Bharti Airtel poised to take over Zain’s African telecoms business

Started by bayo4luv, Mar 25, 2010, 12:01 PM

bayo4luv

Indian telecoms entrepreneur, Sunil Bharti Mittal, is poised to realise his vision of creating an emerging markets mobile phone empire after his planned takeover of the African assets of Kuwait's Zain passed its last big hurdle on Wednesday. 

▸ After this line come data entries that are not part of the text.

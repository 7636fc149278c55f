//! Turn-based combat.
//!
//! Two actors that fight each other are paired into a [`CombatExchange`]. The
//! [`CombatResolver`] owns every open exchange, advances their turn timers
//! and resolves one strike per elapsed turn, alternating attacker and
//! defender.
//!
//! # Core Functions
//!
//! - `damage_range` / `roll_damage`: strength-based damage roll
//! - `roll_reward`: randomized kill reward
//! - `strike`: one hit, with kill rewards for the player

pub mod damage;
pub mod exchange;
pub mod resolver;
pub mod reward;
pub mod strike;

pub use damage::{damage_range, roll_damage};
pub use exchange::{CombatExchange, ExchangeId};
pub use resolver::CombatResolver;
pub use reward::{Reward, roll_reward};
pub use strike::{StrikeOutcome, strike};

In a board meeting, Zain agreed to sell all its African networks except Sudan and Morocco to Mittal's Indian flagship, Bharti Airtel, for $10.7bn, paving the way for a formal signing in the coming days. One person familiar with the matter said that following the agreement of Zain shareholders - and similar approval last Saturday from the board of Bharti - the deal was "done", barring last-minute surprises. The approval by Zain came ahead of a deadline on Wednesday for an agreement between the two sides and little over a month after news of the proposal emerged.   

The two companies have three weeks to arrange the sale documentation, but people familiar with the matter said this could be done in just a few days because Bharti had already lined up financing. The acquisition will be "third time lucky" for Mittal, who twice tried to take over MTN, South Africa's biggest mobile operator, but was thwarted by regulatory obstacles. 

While much smaller than MTN, Zain will make Bharti the world's biggest mobile group operating exclusively in emerging markets. The combined entity will have 165 million subscribers in Africa and South Asia. Standard Chartered and Barclays are advising Bharti while UBS is advising Zain. They declined to comment, as did Bharti.   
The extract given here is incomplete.